Non a caso Alitalia ha deciso di investire per mettere a punto un nuovo
sistema di gestione del database soci (Cls) tra i più moderni al mondo
recentemente diventato operativo. Inoltre, ai soci viene riservato un
centro di informazioni (8488/65640; 06/8488/65640 da Roma e cellulari)

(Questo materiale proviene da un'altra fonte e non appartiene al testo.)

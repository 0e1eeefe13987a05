// src/uploads.rs
//! Client-side checks for resume and job CSV uploads. Nothing here touches
//! the network; a file that fails validation never reaches the API client.

use anyhow::{Context, Result};
use serde::{Deserialize, Serialize};
use std::path::Path;
use tracing::debug;

use crate::error::UploadError;
use crate::utils::get_file_extension;

pub const PDF_MIME: &str = "application/pdf";
pub const CSV_MIME: &str = "text/csv";

const PDF_MAGIC: &[u8] = b"%PDF";

const JOB_CSV_TEMPLATE: &str = "Job Title,Job Description\n\
Senior Frontend Developer,\"We are looking for a Senior Frontend Developer with experience in React, TypeScript, and modern web technologies.\"\n\
Full Stack Engineer,\"We are seeking a Full Stack Engineer with experience in Node.js, React, and database technologies.\"";

/// A validated file ready to be sent as the multipart `file` field.
#[derive(Debug, Clone)]
pub struct UploadFile {
    pub file_name: String,
    pub mime: &'static str,
    pub bytes: Vec<u8>,
}

impl UploadFile {
    pub fn size_mb(&self) -> f64 {
        self.bytes.len() as f64 / 1024.0 / 1024.0
    }
}

#[derive(Debug, Clone, PartialEq, Serialize, Deserialize)]
pub struct JobCsvRow {
    #[serde(rename = "Job Title")]
    pub job_title: String,
    #[serde(rename = "Job Description")]
    pub job_description: String,
}

/// Load a resume; only PDF documents are accepted.
pub async fn load_resume(path: &Path) -> Result<UploadFile, UploadError> {
    let file_name = file_name_of(path);
    require_extension(&file_name, "pdf", "PDF")?;

    let bytes = read_bytes(path, &file_name).await?;
    if !bytes.starts_with(PDF_MAGIC) {
        return Err(UploadError::InvalidFileType {
            file_name,
            expected: "PDF",
        });
    }

    debug!("Validated resume {} ({} bytes)", file_name, bytes.len());
    Ok(UploadFile {
        file_name,
        mime: PDF_MIME,
        bytes,
    })
}

/// Load a job-description CSV.
pub async fn load_job_csv(path: &Path) -> Result<UploadFile, UploadError> {
    let file_name = file_name_of(path);
    require_extension(&file_name, "csv", "CSV")?;

    let bytes = read_bytes(path, &file_name).await?;

    debug!("Validated job CSV {} ({} bytes)", file_name, bytes.len());
    Ok(UploadFile {
        file_name,
        mime: CSV_MIME,
        bytes,
    })
}

/// Template offered to recruiters before a bulk upload.
pub fn job_csv_template() -> &'static str {
    JOB_CSV_TEMPLATE
}

/// Parse the rows a job CSV would create. Rows without a title are skipped.
pub fn preview_job_csv(bytes: &[u8]) -> Result<Vec<JobCsvRow>> {
    let mut reader = csv::ReaderBuilder::new()
        .trim(csv::Trim::All)
        .from_reader(bytes);

    let mut rows = Vec::new();
    for (index, record) in reader.deserialize::<JobCsvRow>().enumerate() {
        let row = record.with_context(|| format!("Invalid CSV record at row {}", index + 2))?;
        if row.job_title.is_empty() {
            continue;
        }
        rows.push(row);
    }

    Ok(rows)
}

fn file_name_of(path: &Path) -> String {
    path.file_name()
        .and_then(|name| name.to_str())
        .unwrap_or_default()
        .to_string()
}

fn require_extension(
    file_name: &str,
    extension: &str,
    expected: &'static str,
) -> Result<(), UploadError> {
    match get_file_extension(file_name) {
        Some(ext) if ext == extension => Ok(()),
        _ => Err(UploadError::InvalidFileType {
            file_name: file_name.to_string(),
            expected,
        }),
    }
}

async fn read_bytes(path: &Path, file_name: &str) -> Result<Vec<u8>, UploadError> {
    let bytes = tokio::fs::read(path)
        .await
        .map_err(|source| UploadError::Unreadable {
            path: path.to_path_buf(),
            source,
        })?;

    if bytes.is_empty() {
        return Err(UploadError::Empty(file_name.to_string()));
    }
    Ok(bytes)
}

#[cfg(test)]
mod tests {
    use super::*;
    use std::fs;
    use tempfile::tempdir;

    #[tokio::test]
    async fn test_resume_requires_pdf() {
        let dir = tempdir().unwrap();
        let docx = dir.path().join("resume.docx");
        fs::write(&docx, b"PK\x03\x04").unwrap();

        let err = load_resume(&docx).await.unwrap_err();
        assert!(matches!(err, UploadError::InvalidFileType { expected: "PDF", .. }));
    }

    #[tokio::test]
    async fn test_resume_checks_content() {
        let dir = tempdir().unwrap();
        let fake = dir.path().join("resume.pdf");
        fs::write(&fake, b"just text").unwrap();
        assert!(load_resume(&fake).await.is_err());

        let real = dir.path().join("Resume.PDF");
        fs::write(&real, b"%PDF-1.7\n...").unwrap();
        let file = load_resume(&real).await.unwrap();
        assert_eq!(file.file_name, "Resume.PDF");
        assert_eq!(file.mime, PDF_MIME);
    }

    #[tokio::test]
    async fn test_job_csv_validation() {
        let dir = tempdir().unwrap();

        let empty = dir.path().join("jobs.csv");
        fs::write(&empty, b"").unwrap();
        assert!(matches!(
            load_job_csv(&empty).await.unwrap_err(),
            UploadError::Empty(_)
        ));

        let xlsx = dir.path().join("jobs.xlsx");
        fs::write(&xlsx, b"data").unwrap();
        assert!(matches!(
            load_job_csv(&xlsx).await.unwrap_err(),
            UploadError::InvalidFileType { expected: "CSV", .. }
        ));

        let missing = dir.path().join("missing.csv");
        assert!(matches!(
            load_job_csv(&missing).await.unwrap_err(),
            UploadError::Unreadable { .. }
        ));
    }

    #[test]
    fn test_template_previews_two_rows() {
        let rows = preview_job_csv(job_csv_template().as_bytes()).unwrap();
        assert_eq!(rows.len(), 2);
        assert_eq!(rows[0].job_title, "Senior Frontend Developer");
        assert!(rows[1].job_description.contains("Node.js, React"));
    }

    #[test]
    fn test_preview_skips_untitled_rows() {
        let csv = "Job Title,Job Description\n,orphan description\nData Engineer,Pipelines\n";
        let rows = preview_job_csv(csv.as_bytes()).unwrap();
        assert_eq!(
            rows,
            vec![JobCsvRow {
                job_title: "Data Engineer".into(),
                job_description: "Pipelines".into(),
            }]
        );
    }
}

con ben 150 operatori specializzati ad esclusiva disposizione. E’ possibile,
oltre che ricevere informazioni, ordinare biglietti normali od omaggio
e farseli spedire gratuitamente a casa. Le novità, comunque, sono sempre
all’ordine del giorno. E nuove piacevoli sorprese saranno presto riservate
ai soci del Club Mille Miglia. L’attenzione di Alitalia, tuttavia, non
si ferma qui, ma riguarda anche i “passeggeri speciali”.
ALITALIA
E LE MERCI SPECIALI
Attenzioni
speciali per passeggeri speciali. Come, ad esempio, cani e gatti ma
anche struzzi e serpenti o magari delicatissimi fiori, deperibilissimo
pesce fresco, delicate mozzarelle o ben più rischioso materiale esplosivo
o infiammabile (e per le regole dell’aviazione lo sono anche i profumi).

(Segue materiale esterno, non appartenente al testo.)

// src/types/mod.rs
//! Record shapes exchanged with the matching backend

pub mod entities;
pub mod response;

pub use entities::{
    Application, ApplicationStatus, Candidate, Interview, InterviewDraft, InterviewStatus,
    InterviewType, Job, Score,
};

use serde::{Deserialize, Deserializer};

/// The backend sends `null` for text columns it never filled.
pub(crate) fn null_as_empty<'de, D>(deserializer: D) -> Result<String, D::Error>
where
    D: Deserializer<'de>,
{
    Ok(Option::<String>::deserialize(deserializer)?.unwrap_or_default())
}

Negli aerei non viaggiano soltanto persone ma merci di ogni genere,
spesso assai particolari. Talvolta, quando non vi sono assolutamente
situazioni di pericolo, vengono trasportate nella stiva insieme ai bagagli
dei passeggeri. Altre volte, quando lo spostamento si presenta più delicato
sotto il profilo della sicurezza, entrano in scena aerei speciali, i
cosiddetti “cargo”, interamente dedicati alle merci. Generi e possibilità
di trasporto sono molteplici, ma l’atteggiamento di Alitalia è uno solo:
la massima attenzione per ciascuna merce perché ogni prodotto ha le
sue esigenze: per la sicurezza dei passeggeri che sono sull’aereo e
per la garanzia di un trasporto a regola d’arte. Qualche esempio? Quando
si trattato – è capitato anche questo – di trasportare un bel po’ di
struzzi dal Sud Africa in Italia, quei voluminosi pennuti sono arrivati
dentro gabbie costruite apposta per loro con un’apertura in alto per
permettere l’uscita della testa. Non si sono accontentati di un aereo
qualunque: hanno voluto un jumbo-jet, l’unico con la stiva abbastanza
alta per il loro collo. Un problema che non hanno le aragoste del Maine
che però per giungere vive in Italia richiedono condizioni di refrigerazione
e conservazione del tutto particolari, mentre i pesci tropicali volano
protetti in contenitori speciali con l’acqua regolarmente ossigenata.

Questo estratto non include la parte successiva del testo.